Lung Transplantation With Lungs From Older Donors: Recipient and Surgical Factors Affect Outcomes
A shortage of donors has compelled the use of extended-criteria donor organs in lung transplantation. The purpose of this study was to evaluate the impact of using older donors on outcomes after lung transplantation using current protocols.Methods
From January 2003 to August 2009, 593 lung transplants were performed at our institution. We compared 87 patients (14.7%) who received lungs from donors aged 55 years or older with 506 patients who received lungs from donors less than 55 years old. We also examined risk factors for mortality in recipients of lungs from older donors.Results
The incidence of major complications including severe primary graft dysfunction and early mortality rates were similar between the groups. However, posttransplant peak FEV1 was lower in the patients who received lungs from older donors (71.7% vs. 80.7%, P<0.05).

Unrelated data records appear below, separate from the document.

// Copyright 2025 the Understory Authors
// SPDX-License-Identifier: Apache-2.0 OR MIT

//! Tree-scoped context propagation.

use alloc::vec::Vec;

use crate::requirements::ContextRequirements;
use crate::value::ContextValue;

/// Tracks the context in scope while a host walks its component tree.
///
/// A provider pushes its value when the walk enters its subtree and pops it
/// on the way out. Pushed values are merged over the enclosing scope, so a
/// nested provider shadows only the channels it supplies.
///
/// # Example
///
/// ```rust
/// use understory_context::{ContextKey, ContextRequirements, ContextStack, ContextValue};
///
/// const LOCALE: ContextKey = ContextKey::new("@@app/locale");
/// const DENSITY: ContextKey = ContextKey::new("@@app/density");
///
/// let mut stack = ContextStack::new();
/// assert!(stack.current().is_none());
///
/// stack.push(ContextValue::new().with(LOCALE, "en").with(DENSITY, 1_u8));
/// stack.push(ContextValue::new().with(DENSITY, 2_u8));
///
/// let cx = stack.scoped_for(&ContextRequirements::new().with(DENSITY)).unwrap();
/// assert_eq!(cx.get::<u8>(DENSITY), Some(&2));
/// assert!(!cx.contains(LOCALE));
///
/// stack.pop();
/// assert_eq!(stack.current().unwrap().get::<u8>(DENSITY), Some(&1));
/// ```
#[derive(Clone, Debug, Default)]
pub struct ContextStack {
    /// Each frame is already merged with the frames below it.
    frames: Vec<ContextValue>,
}

impl ContextStack {
    /// Creates an empty stack (the tree root, with no context in scope).
    #[must_use]
    pub fn new() -> Self {
        Self::default()
    }

    /// Enters a provider scope supplying `value`.
    pub fn push(&mut self, value: ContextValue) {
        let merged = match self.frames.last() {
            Some(top) => top.merge(&value),
            None => value,
        };
        self.frames.push(merged);
    }

    /// Leaves the innermost provider scope, returning its merged value.
    pub fn pop(&mut self) -> Option<ContextValue> {
        self.frames.pop()
    }

    /// Runs `f` with `value` in scope, popping it afterwards.
    pub fn provide<R>(&mut self, value: ContextValue, f: impl FnOnce(&mut Self) -> R) -> R {
        self.push(value);
        let out = f(self);
        self.pop();
        out
    }

    /// Returns the full context in scope, or `None` at the root.
    #[must_use]
    pub fn current(&self) -> Option<&ContextValue> {
        self.frames.last()
    }

    /// Returns the context a consumer declaring `requirements` receives here.
    ///
    /// Returns `None` at the root, where no provider has supplied anything.
    #[must_use]
    pub fn scoped_for(&self, requirements: &ContextRequirements) -> Option<ContextValue> {
        self.current().map(|cx| cx.select(requirements))
    }

    /// Returns the number of provider scopes entered.
    #[must_use]
    #[inline]
    pub fn depth(&self) -> usize {
        self.frames.len()
    }
}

In multivariate analysis, recipient pulmonary hypertension (transpulmonary pressure gradient >20 mm Hg) and prolonged intraoperative cardiopulmonary bypass were significant risk factors for mortality in the recipients of lungs from older donors.Conclusions
This large, single-center experience demonstrated that transplanting lungs from donors older than 55 years did not yield worse short- or long-term outcomes as compared with transplanting lungs from younger donors. However, transplanting lungs from older donors into recipients with pulmonary hypertension or recipients who required prolonged cardiopulmonary bypass increased the risk for mortality. Although lungs from older donors should not be excluded because of donor age alone, surgeons should carefully consider their patient selection criteria and surgical plans when transplanting lungs from older donors.